Living Hell: The Dark Side of the Civil War by Michael C.C. Adams. Johns Hopkins University Press, 2014. Cloth, ISBN: 1421412217. $29.95.
There is undoubtedly a turn toward the ‘dark side’ in Civil War scholarship. In part, this is a product of the cultural turn within the academy and the increased focus by scholars on war trauma, veterans’ memories, and the experiences of common soldiers. Recent scholars have probed the suffering of individuals, both military and civilian, in a war that increased in severity and destruction beyond the imaginations of its witnesses. That there is a need for an academic turn toward the war’s grimier history serves as a healthy reminder that the triumphal and romantic interpretation is alive and well, still dominating the public history of the conflict despite some earnest attempts to muddy the waters.
Michael C.C. Adams’s book Living Hell: The Dark Side of the Civil War reminds Civil War enthusiasts of the war’s personal horror and lasting public destruction. Adams writes: “We should remind ourselves now and then about the grimmer realities of this struggle and, perhaps by extension, all armed conflicts. Many books consider in depth this or that important aspect of the bleak war. I hope to perform a service by pulling together all the strands into one large tapestry” (5). The tapestry constructed by Adams is less woven than sewn together; it is a quilt assembled from scraps of anguish, loss, depravity, psychological torment, and human beastliness. In Adams’ hands, the Civil War’s legacy is unmitigated personal horror, societal suffering, and political factionalism.
Adams has written extensively on war in the nineteenth and twentieth centuries. The ‘modern’ side of modern war is clearly his scholarly terrain, and Living Hell engagingly opens up the ‘dark side’ of the Civil War to comparative scrutiny with other modern wars. Rather than seeing romantic blue and gray soldiers fighting for cause and country, Adams is more apt to see disease-ridden and miserable combat veterans who, when pilfering the countryside, are prone to drink, drug abuse, and even sexual violence. No triumphalism or romance here. War is hardship.
The difficulty with this approach is not in the author’s admirable intention, but in his execution – which is to relentlessly catalogue the war’s sordidness without examining sufficiently the ways that nineteenth century Americans absorbed the shock of war. The depth of research and the quotes gleaned from sources are more than sufficient to demonstrate the war’s overall horror – showing the suffering wrought by the human catastrophe of roaming armies searching for battle is a significant feat of Adams’s writing – but the many details of the war’s human destruction are exhausting without contextual analysis of the ways that Civil War soldiers and civilians contemplated their fates. The book is in need of more analysis of how nineteenth century Americans contextualized violence. More of their lens, not ours, is what would give this book added analytical heft.

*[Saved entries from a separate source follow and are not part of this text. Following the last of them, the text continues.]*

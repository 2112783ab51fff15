//! Tracing/logging initialization.
//!
//! Filtering follows `RUST_LOG` (default `info`). Output is JSON lines unless
//! `LOG_FORMAT=pretty` asks for human-readable text.

use std::str::FromStr;

use tracing_subscriber::EnvFilter;

/// Environment variable selecting the output format.
pub const LOG_FORMAT_VAR: &str = "LOG_FORMAT";

#[derive(Debug, Clone, Copy, Default, PartialEq, Eq)]
pub enum LogFormat {
    #[default]
    Json,
    Pretty,
}

impl LogFormat {
    /// Read [`LOG_FORMAT_VAR`]; unknown or missing values fall back to JSON.
    pub fn from_env() -> Self {
        std::env::var(LOG_FORMAT_VAR)
            .ok()
            .and_then(|v| v.parse().ok())
            .unwrap_or_default()
    }
}

impl FromStr for LogFormat {
    type Err = String;

    fn from_str(s: &str) -> Result<Self, Self::Err> {
        match s.trim().to_ascii_lowercase().as_str() {
            "json" => Ok(LogFormat::Json),
            "pretty" | "text" => Ok(LogFormat::Pretty),
            other => Err(format!("unknown log format '{other}'")),
        }
    }
}

/// Initialize tracing/logging for the process.
///
/// Safe to call multiple times (subsequent calls are no-ops).
pub fn init(format: LogFormat) {
    let filter = EnvFilter::try_from_default_env().unwrap_or_else(|_| EnvFilter::new("info"));

    let builder = tracing_subscriber::fmt()
        .with_env_filter(filter)
        .with_timer(tracing_subscriber::fmt::time::SystemTime);

    let _ = match format {
        LogFormat::Json => builder.json().with_target(false).try_init(),
        LogFormat::Pretty => builder.pretty().try_init(),
    };
}

#[cfg(test)]
mod tests {
    use super::*;

    #[test]
    fn parses_known_formats() {
        assert_eq!("JSON".parse::<LogFormat>(), Ok(LogFormat::Json));
        assert_eq!(" pretty ".parse::<LogFormat>(), Ok(LogFormat::Pretty));
        assert!("xml".parse::<LogFormat>().is_err());
    }

    #[test]
    fn repeated_init_is_harmless() {
        init(LogFormat::Json);
        init(LogFormat::Pretty);
    }
}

This is not to say that the book is not well written, sufficiently researched, and insightful. ‘On the March’, ‘Close Order Combat’, and ‘Deprivations and Dislocations’ are excellent chapters on their subjects. Each discusses the effects of war on individual soldiers and civilians. The chapter ‘The Edge of Sanity’ is more problematic, however. Discussions of psychological trauma, especially drawn from soldier letters or memoirs, should be treated with caution. Adams is liberal in his diagnosis of soldiers with shell shock, combat fatigue (or exhaustion), and PTSD – all specific psychological disorders of twentieth century diagnostic origins. Though it is tempting to see nineteenth century psychological casualties through the lens of our current understanding of trauma and combat psychology, is it judicious for historians to do so? Or is it more historically revealing for writers to discuss the ways in which people in the past dealt with psychological burdens on their own terms? The distinction is a philosophical difference among historians, but one important to understanding what Adams wants readers to get from the hell that was the Civil War. He wants the past to be more familiar to us than it perhaps is.
Adams concludes by discussing the legacies of the war with a broad brush. He reminds us that after battle, there is another battle to be waged: that of national recovery. “History never becomes simply a thing of the past,” he writes. “The consequences of wars, their impact on all areas of human life, remain with us long after the textbooks close the chapter on this or that armed conflict” (205). Living Hell is a reminder that although historians know much about the Civil War’s dark side, we have much more work to do if we are to fully understand the war’s impact on those who survived its trials.
Ian Isherwood is Assistant Director of the Civil War Institute at Gettysburg College.